Fully automated quantification of in vivo viscoelasticity of prostate zones using magnetic resonance elastography with Dense U-net segmentation.
2021
Magnetic resonance elastography (MRE) for measuring viscoelasticity heavily depends on proper tissue segmentation, especially in heterogeneous organs such as the prostate. Using trained network-based image segmentation, we investigated if MRE data suffice to extract anatomical and viscoelastic information for automatic tabulation of zonal mechanical properties of the prostate. Overall, 40 patients with benign prostatic hyperplasia (BPH) or prostate cancer (PCa) were examined with three magnetic resonance imaging (MRI) sequences: T2-weighted MRI (T2w), diffusion-weighted imaging (DWI), and MRE-based tomoelastography yielding six independent sets of imaging data per patient (T2w, DWI, apparent diffusion coefficient (ADC), MRE magnitude, shear wave speed, and loss angle maps).
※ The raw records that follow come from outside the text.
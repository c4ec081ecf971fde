//! Error types for chromaq operations.

use thiserror::Error;

/// Result type alias using chromaq's Error type.
pub type Result<T> = std::result::Result<T, Error>;

/// Errors that can occur while building requests or reading results.
///
/// Structured errors returned by the database are not represented here:
/// they arrive as a [`Response::Failure`](crate::Response::Failure).
#[derive(Debug, Error)]
pub enum Error {
    /// The request shape is invalid. Raised before any transport call.
    #[error("{0}")]
    Validation(String),

    /// Embeddings had to be computed but no embedding function was given.
    #[error("embeddings were not specified, therefore an embedding function is required")]
    MissingEmbeddingFunction,

    /// Ids had to be generated but no id generator was configured.
    #[error("ids cannot be empty when no id generator is configured")]
    MissingIdGenerator,

    /// The embedding function failed.
    #[error("embedding function error: {0}")]
    Embedding(String),

    /// The transport failed before producing an outcome.
    #[error("transport error: {0}")]
    Transport(String),

    /// The collection is in a state the operation cannot act on.
    #[error("{0}")]
    Collection(String),

    /// A raw payload could not be read as the expected result type.
    #[error("deserialize error: {0}")]
    Deserialize(#[from] serde_json::Error),
}

impl Error {
    /// Creates a validation error with the given message.
    pub fn validation(msg: impl Into<String>) -> Self {
        Error::Validation(msg.into())
    }

    /// Returns true if this is a request validation error.
    pub fn is_validation(&self) -> bool {
        matches!(self, Error::Validation(_))
    }
}

#[cfg(test)]
mod tests {
    use super::*;

    #[test]
    fn test_validation_display_is_message() {
        let err = Error::validation("ids cannot be empty for update");
        assert_eq!(err.to_string(), "ids cannot be empty for update");
        assert!(err.is_validation());
    }

    #[test]
    fn test_deserialize_from_serde() {
        let err: Error = serde_json::from_str::<Vec<u8>>("{").unwrap_err().into();
        assert!(matches!(err, Error::Deserialize(_)));
        assert!(!err.is_validation());
    }
}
Combinations of these data were used to train Dense U-nets with manually segmented masks of the entire prostate gland (PG), central zone (CZ), and peripheral zone (PZ) in 30 patients and to validate them in 10 patients. Dice score (DS), sensitivity, specificity, and Hausdorff distance were determined. We found that segmentation based on MRE magnitude maps alone (DS, PG: 0.93$\pm$0.04, CZ: 0.95$\pm$0.03, PZ: 0.77$\pm$0.05) was more accurate than magnitude maps combined with T2w and DWI_b (DS, PG: 0.91$\pm$0.04, CZ: 0.91$\pm$0.06, PZ: 0.63$\pm$0.16) or T2w alone (DS, PG: 0.92$\pm$0.03, CZ: 0.91$\pm$0.04, PZ: 0.65$\pm$0.08). Automatically tabulated MRE values were not different from ground-truth values (P>0.05). In conclusion: MRE combined with Dense U-net segmentation allows tabulation of quantitative imaging markers without manual analysis and independent of other MRI sequences and can thus contribute to PCa detection and classification.